Restate the records below word for word, leaving nothing out.

Data extracted from a collection
┌────────
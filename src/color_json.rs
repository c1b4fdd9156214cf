//! Purpose: Render a database dump as pretty JSON with optional ANSI colorization.
//! Exports: colorize_dump.
//! Role: Small, pure formatter used when stdout is a terminal or color is forced.
//! Invariants: When color is disabled, output equals serde_json::to_string_pretty.
//! Invariants: ANSI escapes appear only when explicitly enabled.
use dockerdb_reader::dump::Dump;

const INDENT: &str = "  ";

// Conservative 8/16-color palette for broad terminal compatibility.
const COLOR_BUCKET: &str = "34";
const COLOR_KEY: &str = "36";
const COLOR_STRING: &str = "32";
const COLOR_PUNCT: &str = "39";

pub fn colorize_dump(dump: &Dump, use_color: bool) -> String {
    let mut out = String::new();
    let buckets = dump
        .buckets()
        .iter()
        .map(|(name, records)| (name.as_str(), records));
    write_object(buckets, 0, COLOR_BUCKET, use_color, &mut out, |records, out| {
        write_object(records.iter(), 1, COLOR_KEY, use_color, out, |value, out| {
            push_colored(&encode(value), COLOR_STRING, use_color, out);
        });
    });
    out
}

// Entries are written in the order given; repeated keys are kept.
fn write_object<'e, V>(
    entries: impl ExactSizeIterator<Item = (&'e str, V)>,
    indent: usize,
    key_color: &str,
    use_color: bool,
    out: &mut String,
    mut write_value: impl FnMut(V, &mut String),
) {
    let len = entries.len();
    if len == 0 {
        push_colored("{}", COLOR_PUNCT, use_color, out);
        return;
    }
    push_colored("{", COLOR_PUNCT, use_color, out);
    out.push('\n');
    for (idx, (key, value)) in entries.enumerate() {
        push_indent(indent + 1, out);
        push_colored(&encode(key), key_color, use_color, out);
        push_colored(":", COLOR_PUNCT, use_color, out);
        out.push(' ');
        write_value(value, out);
        if idx + 1 < len {
            push_colored(",", COLOR_PUNCT, use_color, out);
        }
        out.push('\n');
    }
    push_indent(indent, out);
    push_colored("}", COLOR_PUNCT, use_color, out);
}

fn encode(text: &str) -> String {
    serde_json::to_string(text).unwrap_or_else(|_| "\"\"".to_string())
}

fn push_indent(level: usize, out: &mut String) {
    for _ in 0..level {
        out.push_str(INDENT);
    }
}

fn push_colored(text: &str, color: &str, use_color: bool, out: &mut String) {
    if !use_color {
        out.push_str(text);
        return;
    }
    out.push_str("\u{1b}[");
    out.push_str(color);
    out.push('m');
    out.push_str(text);
    out.push_str("\u{1b}[0m");
}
└────────
Completed task »
filename src/color_json.rs
repository c1b4fdd9156214cf
//! Purpose: Render a database dump as pretty JSON with optional ANSI colorization.
//! Exports: colorize_dump.
//! Role: Small, pure formatter used when stdout is a terminal or color is forced.
//! Invariants: When color is disabled, output equals serde_json::to_string_pretty.
//! Invariants: ANSI escapes appear only when explicitly enabled.
use dockerdb_reader::dump::Dump;

const INDENT: &str = "  ";

// Conservative 8/16-color palette for broad terminal compatibility.
const COLOR_BUCKET: &str = "34";
const COLOR_KEY: &str = "36";
const COLOR_STRING: &str = "32";
const COLOR_PUNCT: &str = "39";

pub fn colorize_dump(dump: &Dump, use_color: bool) -> String {
    let mut out = String::new();
    let buckets = dump
        .buckets()
        .iter()
        .map(|(name, records)| (name.as_str(), records));
    write_object(buckets, 0, COLOR_BUCKET, use_color, &mut out, |records, out| {
        write_object(records.iter(), 1, COLOR_KEY, use_color, out, |value, out| {
            push_colored(&encode(value), COLOR_STRING, use_color, out);
        });
    });
    out
}

// Entries are written in the order given; repeated keys are kept.
fn write_object<'e, V>(
    entries: impl ExactSizeIterator<Item = (&'e str, V)>,
    indent: usize,
    key_color: &str,
    use_color: bool,
    out: &mut String,
    mut write_value: impl FnMut(V, &mut String),
) {
    let len = entries.len();
    if len == 0 {
        push_colored("{}", COLOR_PUNCT, use_color, out);
        return;
    }
    push_colored("{", COLOR_PUNCT, use_color, out);
    out.push('\n');
    for (idx, (key, value)) in entries.enumerate() {
        push_indent(indent + 1, out);
        push_colored(&encode(key), key_color, use_color, out);
        push_colored(":", COLOR_PUNCT, use_color, out);
        out.push(' ');
        write_value(value, out);
        if idx + 1 < len {
            push_colored(",", COLOR_PUNCT, use_color, out);
        }
        out.push('\n');
    }
    push_indent(indent, out);
    push_colored("}", COLOR_PUNCT, use_color, out);
}

fn encode(text: &str) -> String {
    serde_json::to_string(text).unwrap_or_else(|_| "\"\"".to_string())
}

fn push_indent(level: usize, out: &mut String) {
    for _ in 0..level {
        out.push_str(INDENT);
    }
}

fn push_colored(text: &str, color: &str, use_color: bool, out: &mut String) {
    if !use_color {
        out.push_str(text);
        return;
    }
    out.push_str("\u{1b}[");
    out.push_str(color);
    out.push('m');
    out.push_str(text);
    out.push_str("\u{1b}[0m");
}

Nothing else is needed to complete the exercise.